### Your instructions
In the data below, find the line containing "return to care.", then set down that line and every later line up to and including the line containing "Added while true", exactly.

### Recorded information
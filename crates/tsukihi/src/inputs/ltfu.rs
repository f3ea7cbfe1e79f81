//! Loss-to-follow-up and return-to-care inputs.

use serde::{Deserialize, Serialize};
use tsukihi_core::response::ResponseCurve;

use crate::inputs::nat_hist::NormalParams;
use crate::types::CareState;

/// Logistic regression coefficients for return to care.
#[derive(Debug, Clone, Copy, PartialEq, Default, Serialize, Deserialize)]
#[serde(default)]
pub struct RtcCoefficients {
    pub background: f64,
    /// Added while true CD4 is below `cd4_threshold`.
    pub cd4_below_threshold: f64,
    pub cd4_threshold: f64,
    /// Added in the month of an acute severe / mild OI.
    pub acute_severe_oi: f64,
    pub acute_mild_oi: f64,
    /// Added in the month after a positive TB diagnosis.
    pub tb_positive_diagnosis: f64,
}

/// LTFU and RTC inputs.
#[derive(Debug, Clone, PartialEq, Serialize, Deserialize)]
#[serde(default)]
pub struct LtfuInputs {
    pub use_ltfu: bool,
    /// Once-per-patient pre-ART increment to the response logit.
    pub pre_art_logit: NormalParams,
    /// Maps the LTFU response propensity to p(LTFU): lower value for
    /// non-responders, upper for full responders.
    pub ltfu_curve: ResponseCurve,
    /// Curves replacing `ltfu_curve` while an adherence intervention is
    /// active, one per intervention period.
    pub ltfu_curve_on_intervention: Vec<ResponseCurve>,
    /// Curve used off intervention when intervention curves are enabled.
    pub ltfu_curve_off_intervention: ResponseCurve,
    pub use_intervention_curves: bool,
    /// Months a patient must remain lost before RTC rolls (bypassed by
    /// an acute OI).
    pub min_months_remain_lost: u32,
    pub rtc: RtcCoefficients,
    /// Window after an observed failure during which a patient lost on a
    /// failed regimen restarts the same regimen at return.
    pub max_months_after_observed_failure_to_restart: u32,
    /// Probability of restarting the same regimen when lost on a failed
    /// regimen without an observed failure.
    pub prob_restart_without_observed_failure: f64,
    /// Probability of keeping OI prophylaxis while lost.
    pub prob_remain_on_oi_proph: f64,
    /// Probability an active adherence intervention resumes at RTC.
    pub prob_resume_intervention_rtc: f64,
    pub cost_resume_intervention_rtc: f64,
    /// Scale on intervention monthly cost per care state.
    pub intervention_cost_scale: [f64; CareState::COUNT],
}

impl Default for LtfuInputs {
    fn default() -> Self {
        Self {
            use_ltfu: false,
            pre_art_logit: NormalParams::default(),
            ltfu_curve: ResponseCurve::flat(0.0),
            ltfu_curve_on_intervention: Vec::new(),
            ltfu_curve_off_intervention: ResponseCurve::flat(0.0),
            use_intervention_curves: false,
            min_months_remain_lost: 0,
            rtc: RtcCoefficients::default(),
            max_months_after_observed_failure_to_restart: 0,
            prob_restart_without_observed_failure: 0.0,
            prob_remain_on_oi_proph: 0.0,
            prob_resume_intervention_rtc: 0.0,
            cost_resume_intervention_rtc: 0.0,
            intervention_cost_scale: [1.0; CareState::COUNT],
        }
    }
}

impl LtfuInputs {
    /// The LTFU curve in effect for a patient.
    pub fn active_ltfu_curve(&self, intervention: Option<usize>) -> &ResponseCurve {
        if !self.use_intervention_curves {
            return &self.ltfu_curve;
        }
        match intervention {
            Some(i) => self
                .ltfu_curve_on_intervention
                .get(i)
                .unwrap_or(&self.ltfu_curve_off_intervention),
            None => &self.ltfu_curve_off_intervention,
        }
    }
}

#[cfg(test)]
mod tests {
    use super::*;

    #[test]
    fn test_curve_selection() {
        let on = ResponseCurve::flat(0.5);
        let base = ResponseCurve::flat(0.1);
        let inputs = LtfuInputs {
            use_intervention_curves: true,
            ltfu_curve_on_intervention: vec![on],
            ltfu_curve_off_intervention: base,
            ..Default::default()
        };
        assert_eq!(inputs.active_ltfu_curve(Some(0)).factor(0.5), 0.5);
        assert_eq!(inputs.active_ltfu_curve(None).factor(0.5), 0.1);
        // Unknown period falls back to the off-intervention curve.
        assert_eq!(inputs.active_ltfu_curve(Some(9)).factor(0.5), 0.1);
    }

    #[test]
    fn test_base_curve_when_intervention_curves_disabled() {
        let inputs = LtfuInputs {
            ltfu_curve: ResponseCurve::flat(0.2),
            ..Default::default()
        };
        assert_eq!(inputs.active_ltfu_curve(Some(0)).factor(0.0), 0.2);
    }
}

...

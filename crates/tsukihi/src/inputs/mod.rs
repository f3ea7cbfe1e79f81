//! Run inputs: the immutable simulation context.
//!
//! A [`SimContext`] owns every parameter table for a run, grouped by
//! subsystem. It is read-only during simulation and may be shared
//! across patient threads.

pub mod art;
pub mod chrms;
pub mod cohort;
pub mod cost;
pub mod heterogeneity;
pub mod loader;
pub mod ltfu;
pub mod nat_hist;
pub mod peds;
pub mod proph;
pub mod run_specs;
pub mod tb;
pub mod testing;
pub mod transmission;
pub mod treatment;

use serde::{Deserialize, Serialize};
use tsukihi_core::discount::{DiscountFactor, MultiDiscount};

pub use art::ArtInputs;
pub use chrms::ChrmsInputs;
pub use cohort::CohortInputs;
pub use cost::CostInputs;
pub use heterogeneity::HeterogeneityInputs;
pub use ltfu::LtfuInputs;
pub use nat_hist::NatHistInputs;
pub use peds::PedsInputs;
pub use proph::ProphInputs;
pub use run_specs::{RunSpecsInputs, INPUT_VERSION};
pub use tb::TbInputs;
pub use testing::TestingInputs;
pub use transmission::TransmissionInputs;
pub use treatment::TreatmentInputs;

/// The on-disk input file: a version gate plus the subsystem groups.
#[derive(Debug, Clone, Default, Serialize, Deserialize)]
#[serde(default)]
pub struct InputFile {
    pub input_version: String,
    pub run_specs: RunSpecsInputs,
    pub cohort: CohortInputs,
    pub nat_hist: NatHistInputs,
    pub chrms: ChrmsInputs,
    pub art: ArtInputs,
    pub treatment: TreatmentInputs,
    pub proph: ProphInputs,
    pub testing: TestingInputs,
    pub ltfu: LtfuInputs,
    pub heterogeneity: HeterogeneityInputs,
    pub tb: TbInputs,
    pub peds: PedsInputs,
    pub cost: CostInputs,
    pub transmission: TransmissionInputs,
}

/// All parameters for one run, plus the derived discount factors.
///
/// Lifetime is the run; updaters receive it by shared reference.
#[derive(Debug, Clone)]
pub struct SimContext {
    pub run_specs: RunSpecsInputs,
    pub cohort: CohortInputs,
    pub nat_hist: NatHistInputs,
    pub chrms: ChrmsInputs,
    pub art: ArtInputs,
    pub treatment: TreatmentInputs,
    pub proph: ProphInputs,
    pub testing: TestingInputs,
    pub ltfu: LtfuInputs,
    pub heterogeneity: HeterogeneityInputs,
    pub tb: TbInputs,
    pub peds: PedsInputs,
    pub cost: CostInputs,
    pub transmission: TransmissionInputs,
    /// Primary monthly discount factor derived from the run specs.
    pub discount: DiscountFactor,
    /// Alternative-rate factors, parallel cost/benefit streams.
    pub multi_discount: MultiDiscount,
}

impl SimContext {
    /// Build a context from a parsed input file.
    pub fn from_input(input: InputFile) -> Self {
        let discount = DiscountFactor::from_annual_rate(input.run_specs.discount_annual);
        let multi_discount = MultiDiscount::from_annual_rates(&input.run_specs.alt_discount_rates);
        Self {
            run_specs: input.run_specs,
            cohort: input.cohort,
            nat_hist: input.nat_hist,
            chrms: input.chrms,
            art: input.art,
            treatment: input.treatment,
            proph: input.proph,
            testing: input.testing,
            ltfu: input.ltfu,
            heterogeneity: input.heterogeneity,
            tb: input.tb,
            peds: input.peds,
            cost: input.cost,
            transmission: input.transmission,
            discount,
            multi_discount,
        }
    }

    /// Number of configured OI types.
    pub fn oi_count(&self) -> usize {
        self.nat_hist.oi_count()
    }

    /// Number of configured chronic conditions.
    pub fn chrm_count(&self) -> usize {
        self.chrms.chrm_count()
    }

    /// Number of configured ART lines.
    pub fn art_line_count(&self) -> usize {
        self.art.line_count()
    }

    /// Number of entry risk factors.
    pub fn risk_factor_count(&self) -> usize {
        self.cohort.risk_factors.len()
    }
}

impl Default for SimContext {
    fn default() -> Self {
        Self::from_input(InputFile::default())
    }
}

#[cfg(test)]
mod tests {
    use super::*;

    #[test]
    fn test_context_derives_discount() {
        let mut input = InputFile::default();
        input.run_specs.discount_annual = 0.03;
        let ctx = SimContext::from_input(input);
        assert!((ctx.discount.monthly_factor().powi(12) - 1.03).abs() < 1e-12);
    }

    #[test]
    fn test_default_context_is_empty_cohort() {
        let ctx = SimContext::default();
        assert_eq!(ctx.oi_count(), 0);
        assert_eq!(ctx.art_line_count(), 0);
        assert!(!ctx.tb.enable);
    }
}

### The completed task
/// Logistic regression coefficients for return to care.
#[derive(Debug, Clone, Copy, PartialEq, Default, Serialize, Deserialize)]
#[serde(default)]
pub struct RtcCoefficients {
    pub background: f64,
    /// Added while true CD4 is below `cd4_threshold`.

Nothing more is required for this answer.